Receipts for the 34 productions on the boards totaled $18,791,319, up a minimal $247,000 from the previous session. The estimated $852,000 gross for “Young Frankenstein” (down from $1 million the previous week) pushes the overall cume for the week closer to $20 million, signaling that Broadway is gearing up for the accelerated business of Tony season.
However, the drop in sales for the Mel Brooks tuner wasn’t the only significant dip of the week. The temporary exit of Terrence Howard from the cast of “Cat on a Hot Tin Roof” (on a previously scheduled hiatus to promote “Iron Man”) took a bite out of box office for the all-black Tennessee Williams revival, which dipped 33% to total $475,709. Also down was “August: Osage County,” which slipped by 21% to $380,123, despite winning the Pulitzer Prize for drama the previous week. That play will remain dark for a week before moving from the Imperial into its new home at the Music Box.
Elsewhere, grosses were stable or slightly up. Continuing to build on its rave reviews and must-see status, Lincoln Center Theater’s “South Pacific” revival inched into the top 10, playing to 98% capacity. Box office grew by 5% to $744,929. Other recent arrivals registering solid weeks included “Macbeth” (up 24% to $473,447), “Gypsy” (up 3% to $842,233) and “Sunday in the Park With George” (up 12% to $445,710).
“A Catered Affair” dropped 8% to $341,232, due largely to press-perf and opening-night comps. Generally cool reviews for the musical will likely pose a challenge at the box office.
The upcoming June closing of “Curtains” and the return from vacation of star David Hyde Pierce boosted business for the Kander & Ebb tuner, which received a 35% bump to total $530,499.
In the crowded field of shows previewing in the run-up to the Tony consideration cutoff, the top performer was Mike Nichols’ starry revival of Clifford Odets’ “The Country Girl,” with Morgan Freeman, Frances McDormand and Peter Gallagher. That play pulled in $399,028 for 66.7% capacity.

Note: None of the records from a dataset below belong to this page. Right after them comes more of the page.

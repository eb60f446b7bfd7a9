//! Rule-based intent engine — ordered keyword rules, first match wins.
//!
//! Categories overlap ("info about float" vs "info about salinity"), so the
//! order of [`rules()`] is the precedence. Multi-word phrases use plain
//! substring containment; short words (`temp`, `sal`, `pres`, `hi`, `hey`,
//! `bye`) only match on word boundaries.

use std::sync::LazyLock;

use regex::Regex;

use ac_protocol::Intent;

use super::{Classification, IntentEngine};

/// A single keyword test against lower-cased text.
#[derive(Debug)]
pub enum Pattern {
    /// Substring containment.
    Phrase(&'static str),
    /// Whole-word match.
    Word(&'static str, Regex),
}

impl Pattern {
    fn word(word: &'static str) -> Self {
        let re = Regex::new(&format!(r"\b{}\b", regex::escape(word))).unwrap();
        Self::Word(word, re)
    }

    pub fn matches(&self, text: &str) -> bool {
        match self {
            Self::Phrase(p) => text.contains(p),
            Self::Word(_, re) => re.is_match(text),
        }
    }

    pub fn keyword(&self) -> &'static str {
        match self {
            Self::Phrase(p) | Self::Word(p, _) => p,
        }
    }
}

/// A named rule: fires when every group has at least one matching pattern.
#[derive(Debug)]
pub struct Rule {
    pub name: &'static str,
    pub intent: Intent,
    groups: Vec<Vec<Pattern>>,
}

impl Rule {
    fn new(name: &'static str, intent: Intent, groups: Vec<Vec<Pattern>>) -> Self {
        Self {
            name,
            intent,
            groups,
        }
    }

    /// Test against already lower-cased text.
    pub fn matches(&self, text: &str) -> bool {
        self.groups
            .iter()
            .all(|group| group.iter().any(|p| p.matches(text)))
    }
}

static RULES: LazyLock<Vec<Rule>> = LazyLock::new(build_rules);

/// The rule table in precedence order.
pub fn rules() -> &'static [Rule] {
    &RULES
}

/// First rule matching `text` (case-insensitive).
pub fn first_match(text: &str) -> Option<&'static Rule> {
    let lower = text.to_lowercase();
    rules().iter().find(|rule| rule.matches(&lower))
}

/// Classify with the rule table alone; a miss is [`Intent::Unknown`].
pub fn classify(text: &str) -> Intent {
    first_match(text).map_or(Intent::Unknown, |rule| rule.intent)
}

/// Pattern-matching engine over the static rule table.
pub struct RuleBasedEngine;

impl RuleBasedEngine {
    pub fn new() -> Self {
        Self
    }
}

impl Default for RuleBasedEngine {
    fn default() -> Self {
        Self::new()
    }
}

impl IntentEngine for RuleBasedEngine {
    fn classify(&self, text: &str) -> Option<Classification> {
        let rule = first_match(text)?;
        tracing::debug!(rule = rule.name, intent = %rule.intent, "rule matched");
        Some(Classification {
            intent: rule.intent,
            rule: rule.name,
            tier: self.tier_name(),
        })
    }

    fn tier_name(&self) -> &'static str {
        "rules"
    }
}

fn phrases(list: &[&'static str]) -> Vec<Pattern> {
    list.iter().map(|p| Pattern::Phrase(p)).collect()
}

// ── Topic vocabularies ──────────────────────────────────────────

fn temperature_topic() -> Vec<Pattern> {
    vec![Pattern::Phrase("temperature"), Pattern::word("temp")]
}

fn salinity_topic() -> Vec<Pattern> {
    vec![
        Pattern::Phrase("salinity"),
        Pattern::word("sal"),
        Pattern::Phrase("psal"),
    ]
}

fn pressure_topic() -> Vec<Pattern> {
    vec![Pattern::Phrase("pressure"), Pattern::word("pres")]
}

fn knowledge_request() -> Vec<Pattern> {
    phrases(&["info", "what is", "tell me about", "why"])
}

fn build_rules() -> Vec<Rule> {
    vec![
        // ── Capabilities / listing ──────────────────────────────
        Rule::new(
            "help",
            Intent::Help,
            vec![phrases(&[
                "help",
                "what can you do",
                "how to use",
                "commands",
                "options",
            ])],
        ),
        Rule::new(
            "list_floats",
            Intent::ListFloats,
            vec![phrases(&[
                "which floats",
                "loaded floats",
                "list floats",
                "show floats",
                "what floats",
            ])],
        ),
        // Must precede the generic "info" knowledge rules.
        Rule::new(
            "float_info",
            Intent::FloatInfo,
            vec![
                phrases(&["float"]),
                phrases(&["info", "details", "about", "summary", "status"]),
            ],
        ),
        Rule::new(
            "compare_floats",
            Intent::CompareFloats,
            vec![phrases(&["compare", " vs ", " versus ", "difference between"])],
        ),
        // ── Knowledge requests ("what is salinity", "info regarding temp") ──
        Rule::new(
            "knowledge_temperature",
            Intent::ImportanceTemperature,
            vec![knowledge_request(), temperature_topic()],
        ),
        Rule::new(
            "knowledge_salinity",
            Intent::ImportanceSalinity,
            vec![knowledge_request(), salinity_topic()],
        ),
        Rule::new(
            "knowledge_pressure",
            Intent::ImportancePressure,
            vec![knowledge_request(), pressure_topic()],
        ),
        Rule::new(
            "knowledge_argo",
            Intent::ImportanceArgo,
            vec![knowledge_request(), phrases(&["argo"])],
        ),
        // ── Variable profiles ───────────────────────────────────
        Rule::new(
            "temperature",
            Intent::Temperature,
            vec![vec![
                Pattern::Phrase("temperature profile"),
                Pattern::Phrase("temp profile"),
                Pattern::Phrase("temp data"),
                Pattern::Phrase("temperature"),
                Pattern::word("temp"),
                Pattern::Phrase("heat"),
            ]],
        ),
        Rule::new("salinity", Intent::Salinity, vec![salinity_topic()]),
        Rule::new(
            "pressure",
            Intent::Pressure,
            vec![vec![
                Pattern::Phrase("pressure"),
                Pattern::word("pres"),
                Pattern::Phrase("depth profile"),
                Pattern::Phrase("depth data"),
            ]],
        ),
        Rule::new(
            "trajectory",
            Intent::Trajectory,
            vec![phrases(&[
                "trajectory",
                "path",
                "track",
                "route",
                "map",
                "position",
                "location",
                "where is",
            ])],
        ),
        Rule::new(
            "ask_float",
            Intent::AskFloat,
            vec![phrases(&[
                "add float",
                "load float",
                "include float",
                "add another float",
            ])],
        ),
        // ── Social ──────────────────────────────────────────────
        Rule::new(
            "greeting",
            Intent::Greeting,
            vec![vec![
                Pattern::Phrase("hello"),
                Pattern::word("hi"),
                Pattern::word("hey"),
                Pattern::Phrase("good morning"),
                Pattern::Phrase("good evening"),
            ]],
        ),
        Rule::new(
            "thanks",
            Intent::Thanks,
            vec![phrases(&["thanks", "thank you"])],
        ),
        Rule::new(
            "goodbye",
            Intent::Goodbye,
            vec![vec![
                Pattern::word("bye"),
                Pattern::Phrase("goodbye"),
                Pattern::Phrase("see you"),
            ]],
        ),
        // ── Explicit "importance of X" phrasing ─────────────────
        Rule::new(
            "importance_temperature",
            Intent::ImportanceTemperature,
            vec![phrases(&["importance of temperature"])],
        ),
        Rule::new(
            "importance_salinity",
            Intent::ImportanceSalinity,
            vec![phrases(&["importance of salinity"])],
        ),
        Rule::new(
            "importance_pressure",
            Intent::ImportancePressure,
            vec![phrases(&["importance of pressure"])],
        ),
        Rule::new(
            "importance_argo",
            Intent::ImportanceArgo,
            vec![phrases(&["why argo", "importance of argo"])],
        ),
    ]
}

The musical adaptation of John Waters’ 1950s-set romp “Cry-Baby” climbed by 11% to 72% capacity, totaling $309,222. In their first full week of perfs, Roundabout’s revival of “Les Liaisons Dangereuses,” toplining Laura Linney, scored a promising 77% capacity, with a $223,633 total, while solo play “Thurgood,” starring Laurence Fishburne, played to 63%, totaling $202,006.
Other newcomers beginning performances included Manhattan Theater Club’s staging of Caryl Churchill’s iconoclastic feminist play “Top Girls” ($138,652 for seven perfs) and the London transfer of swinging ’60s farce “Boeing-Boeing” ($81,063 for two perfs).